23章 兄
マロンは困っていた。もはや、完全に部屋に入るタイミングを失ったのだった。
「ちょっと、ごめんよ。」
その声に振り向くと、大きな体で首の下に三日月の模様のある男が立っていた。深く澄んだ瞳が印象的な優しい顔をした男だった。
マロンが思わず扉の前から離れると、男はその扉を開いて中に入っていった。
マロンは、また部屋に入るタイミングを失った。
「やあ、来ましたね。」部屋に入ってきた男は見て、ミュウは話しかけた。
「ちょっと遅かったかな? なかなか決めてもらえなくてね。6ヶ月も待ってたよ。」
男は、ミュウの顔を見た。
「今度も金色のフェレになったんだね。アネキ。」
「アネキって、あなたはミュウの弟なの?」ぷりんが言った。
「そうさ。オレの名前はムウ。」
「ということは、あなたはミクのお兄さん? それとも弟?」
あタロウは言った。
「ミクの兄さ。」
ミクは、ムウが部屋に入ってきた時から、その事に気がついていた。
ミクは、徐々に思い出していた。あの時のジステンバ魔王との戦いの日々のことを。
あれは、本当に長く過酷な戦いだった。
多くのフェレ達が、自らの命と引き換えにジステンバ魔王の弱点を見つけるための貴重なデータを残し、また、多くのフェレ達がその弱点を証明するために貴重な命を失った。

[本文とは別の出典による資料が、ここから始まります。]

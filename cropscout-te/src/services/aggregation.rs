//! Sliding-window evidence aggregation
//!
//! Each grower has at most one open window. Incoming observations
//! append to it and slide its idle expiry forward; the window is
//! promoted to ready when the event cap fills, when a critical-severity
//! observation arrives, or (via the sweeper) when the idle timer runs
//! out. Promotion is a compare-and-swap on the stored status so that
//! concurrent ingest and sweep enqueue a window exactly once.

use serde::Serialize;
use sqlx::SqlitePool;
use std::collections::HashMap;
use std::sync::Arc;
use tokio::sync::{mpsc, Mutex, RwLock};
use tracing::{debug, info, warn};
use uuid::Uuid;

use cropscout_common::{EventBus, ReadyTrigger, Result, ScoutEvent};

use crate::db;
use crate::models::{EngineParams, EvidenceWindow, ObservationEvent};
use crate::services::pipeline::ReadyWindow;

/// Result of ingesting one observation
#[derive(Debug, Clone, Serialize)]
#[serde(tag = "outcome", rename_all = "snake_case")]
pub enum IngestOutcome {
    /// Event recorded in a window
    Accepted {
        window_id: Uuid,
        event_count: u32,
        /// Set when this ingest promoted the window to ready
        ready_trigger: Option<ReadyTrigger>,
    },
    /// Event id was already recorded; no state changed
    Duplicate { window_id: Uuid },
    /// Persistence failed; event processed as an ephemeral
    /// single-event window
    Fallback { window_id: Uuid },
}

impl IngestOutcome {
    pub fn window_id(&self) -> Uuid {
        match self {
            IngestOutcome::Accepted { window_id, .. } => *window_id,
            IngestOutcome::Duplicate { window_id } => *window_id,
            IngestOutcome::Fallback { window_id } => *window_id,
        }
    }
}

/// Ingest path coordinator
///
/// Mutations for one grower are serialized through a per-grower lock,
/// so concurrent ingest for the same grower cannot open two windows.
/// Different growers proceed fully in parallel.
#[derive(Clone)]
pub struct AggregationEngine {
    db: SqlitePool,
    event_bus: Arc<EventBus>,
    params: EngineParams,
    ready_tx: mpsc::Sender<ReadyWindow>,
    grower_locks: Arc<RwLock<HashMap<String, Arc<Mutex<()>>>>>,
}

impl AggregationEngine {
    pub fn new(
        db: SqlitePool,
        event_bus: Arc<EventBus>,
        params: EngineParams,
        ready_tx: mpsc::Sender<ReadyWindow>,
    ) -> Self {
        Self {
            db,
            event_bus,
            params,
            ready_tx,
            grower_locks: Arc::new(RwLock::new(HashMap::new())),
        }
    }

    /// Ingest one observation event
    ///
    /// Replaying an already-recorded event id returns its original
    /// window with no state change. A persistence failure degrades to
    /// an ephemeral single-event window sent straight to the pipeline
    /// so the observation is not dropped.
    pub async fn ingest(&self, event: ObservationEvent) -> Result<IngestOutcome> {
        let lock = self.grower_lock(&event.grower_id).await;
        let _guard = lock.lock().await;

        match db::observations::find_window_for_event(&self.db, event.event_id).await {
            Ok(Some(window_id)) => {
                debug!(
                    event_id = %event.event_id,
                    window_id = %window_id,
                    "Duplicate event id ignored"
                );
                return Ok(IngestOutcome::Duplicate { window_id });
            }
            Ok(None) => {}
            Err(e) => return self.ingest_fallback(event, e).await,
        }

        let idle_window = self.params.idle_window();
        let (mut window, opened) =
            match db::windows::find_open_window(&self.db, &event.grower_id).await {
                Ok(Some(mut open)) => {
                    open.append(event.clone(), idle_window);
                    (open, false)
                }
                Ok(None) => (EvidenceWindow::new(event.clone(), idle_window), true),
                Err(e) => return self.ingest_fallback(event, e).await,
            };

        if let Err(e) = db::observations::insert_observation(&self.db, &event, window.window_id).await
        {
            return self.ingest_fallback(event, e).await;
        }
        if let Err(e) = db::windows::save_window(&self.db, &window).await {
            return self.ingest_fallback(event, e).await;
        }

        if opened {
            info!(
                window_id = %window.window_id,
                grower_id = %window.grower_id,
                "Opened evidence window"
            );
            self.event_bus.emit_lossy(ScoutEvent::WindowOpened {
                window_id: window.window_id,
                grower_id: window.grower_id.clone(),
                expires_at: window.expires_at,
                timestamp: chrono::Utc::now(),
            });
        }

        self.event_bus.emit_lossy(ScoutEvent::ObservationIngested {
            grower_id: event.grower_id.clone(),
            event_id: event.event_id,
            window_id: window.window_id,
            window_event_count: window.event_count(),
            timestamp: chrono::Utc::now(),
        });

        // Critical severity bypasses aggregation; a full window is
        // promoted without waiting for the idle timer
        let trigger = if event.severity_hint >= self.params.critical_severity {
            Some(ReadyTrigger::CriticalBypass)
        } else if window.at_cap(self.params.event_cap) {
            Some(ReadyTrigger::EventCap)
        } else {
            None
        };

        let promoted = match trigger {
            Some(t) => self.promote_ready(&window, t).await,
            None => None,
        };

        Ok(IngestOutcome::Accepted {
            window_id: window.window_id,
            event_count: window.event_count(),
            ready_trigger: promoted,
        })
    }

    /// Promote a stored window open->ready and enqueue it
    ///
    /// Returns the trigger if this call won the promotion. Losing the
    /// swap means another worker already promoted the window.
    async fn promote_ready(
        &self,
        window: &EvidenceWindow,
        trigger: ReadyTrigger,
    ) -> Option<ReadyTrigger> {
        match db::windows::mark_ready(&self.db, window.window_id, trigger).await {
            Ok(true) => {
                info!(
                    window_id = %window.window_id,
                    grower_id = %window.grower_id,
                    trigger = %trigger,
                    event_count = window.event_count(),
                    "Window ready"
                );
                self.event_bus.emit_lossy(ScoutEvent::WindowReady {
                    window_id: window.window_id,
                    grower_id: window.grower_id.clone(),
                    trigger,
                    event_count: window.event_count(),
                    timestamp: chrono::Utc::now(),
                });
                if self
                    .ready_tx
                    .send(ReadyWindow::Stored(window.window_id))
                    .await
                    .is_err()
                {
                    warn!(
                        window_id = %window.window_id,
                        "Pipeline channel closed, window will be recovered at next startup"
                    );
                }
                Some(trigger)
            }
            Ok(false) => {
                debug!(
                    window_id = %window.window_id,
                    "Window already promoted by another worker"
                );
                None
            }
            Err(e) => {
                // The window stays open; the sweeper will promote it
                // once its idle timer expires
                warn!(
                    window_id = %window.window_id,
                    error = %e,
                    "Failed to promote window, leaving open for sweeper"
                );
                self.event_bus.emit_lossy(ScoutEvent::DatabaseError {
                    operation: "mark_ready".to_string(),
                    error: e.to_string(),
                    timestamp: chrono::Utc::now(),
                });
                None
            }
        }
    }

    /// Degraded path when persistence fails
    ///
    /// The event becomes its own ready window, handed to the pipeline
    /// in memory. The observation is analyzed but idempotence and
    /// aggregation guarantees are suspended until the store recovers.
    async fn ingest_fallback(
        &self,
        event: ObservationEvent,
        error: cropscout_common::Error,
    ) -> Result<IngestOutcome> {
        warn!(
            grower_id = %event.grower_id,
            event_id = %event.event_id,
            error = %error,
            "Persistence failed, processing event as ephemeral single-event window"
        );
        self.event_bus.emit_lossy(ScoutEvent::IngestFallback {
            grower_id: event.grower_id.clone(),
            event_id: event.event_id,
            error: error.to_string(),
            timestamp: chrono::Utc::now(),
        });

        let trigger = if event.severity_hint >= self.params.critical_severity {
            ReadyTrigger::CriticalBypass
        } else {
            ReadyTrigger::IdleExpiry
        };

        let mut window = EvidenceWindow::new(event, self.params.idle_window());
        window.mark_ready(trigger);

        self.event_bus.emit_lossy(ScoutEvent::WindowReady {
            window_id: window.window_id,
            grower_id: window.grower_id.clone(),
            trigger,
            event_count: 1,
            timestamp: chrono::Utc::now(),
        });

        let window_id = window.window_id;
        if self
            .ready_tx
            .send(ReadyWindow::Ephemeral(Box::new(window)))
            .await
            .is_err()
        {
            warn!(
                window_id = %window_id,
                "Pipeline channel closed, ephemeral window dropped"
            );
        }

        Ok(IngestOutcome::Fallback { window_id })
    }

    async fn grower_lock(&self, grower_id: &str) -> Arc<Mutex<()>> {
        let mut locks = self.grower_locks.write().await;
        locks
            .entry(grower_id.to_string())
            .or_insert_with(|| Arc::new(Mutex::new(())))
            .clone()
    }
}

こうした努力の果てに、鶏胚由来弱毒生ウィルスワクチンが効果的であることが発見された。
こうして、このワクチンを元に作られたキルトの鎧に守られたフェレ達の逆襲が始まった。
その逆襲軍のリーダーがミュウだった。ミュウは弟のムウ、妹のミク、剣豪のカノン、などと共に果敢に戦った。
ジステンバ魔王のモンスター達は、キルトの鎧には手が出せず、次第に撤退しついにフェレの国から追い出すことに成功したのだった。
フェレの国のフェレ達は、この戦いの勝利を記念して、美しい寺院を建設した。
そして、キルトの鎧を奉納し、御神体の「にし」を祀った。
また、再びジステンバ魔王が襲ってこないことを祈念して、拝殿の壁にこう記した。
< その者 金色の衣に包まれ 災い訪れる世に帰らん >
その寺院の完成を待たずに、ミュウ達兄弟は、みんなに黙ってロームの神殿に行った。
そして、グー神王に、ジステンバ魔王が再び襲ってくる事があったら復活させて欲しいことを申し出た。
グー神王は未来の平和を託して、ミュウ、ムウ、ミクは長い眠りにつかせた。
「思い出したようね。」
ミュウの声に、ミクは我にかえった。あタロウ、Coo、ぷりんの心配そうな顔が目に入った。
「いいえ。全部思い出していません。あの時に、どんな戦い方をしたのか。。。どうやって勝ったのか。。。」
「その時が来たらわかるでしょう。」
ミュウは静かに言った。
扉の向こうで、マロンはまだ立ちつくしていた。きっかけが欲しいと思ってあたりを見回すと、黒くなって甘い匂いがするようになったバナナの皮が落ちていた。
そのバナナを拾い上げようとした瞬間、黒い影が廊下を走って来るのが目に入った。
その影はすぐに大きくなった。
「ロイスだ!」マロンは部屋に飛び込んだ。
「ロイスだ! またアイツが襲ってきたぞ!」
Cooは身構え、ぷりんは戦いの声を上げた。あタロウは、タバスコの蓋をあけて、いつでもロイスの目にふりかけられる体勢をとった。
部屋に入ってきたロイスは、以前とは違って優しい目をしていた。
「怖がらなくてもいいのよ。」ミュウは、みんなに言った。
「私が呼んだのです。ロイスのジステンバ魔王の呪いを私が解放しました。」
ロイスは嬉しそうに尻尾を振っていた。
ミュウは、ロイスの背中にひらりと乗った。
「さあ、みなさん。ロイスの背中に乗りなさい。戦いの時がきました。」
誰もが信じられない表情で顔を見合わせた。
「さあ、もうクリスマスイブです。Coo、シナモンの笑顔を忘れましたか?」
Cooは、ハッとしてあわててロイスの背中に乗った。後のみんなもそれに続いた。
「ロイス、お願いしますよ。」
ミュウが静かに言うと、ロイスは弾かれたように部屋を飛び出したが、廊下に落ちていたバナナの皮に滑って思いっきり転んだ。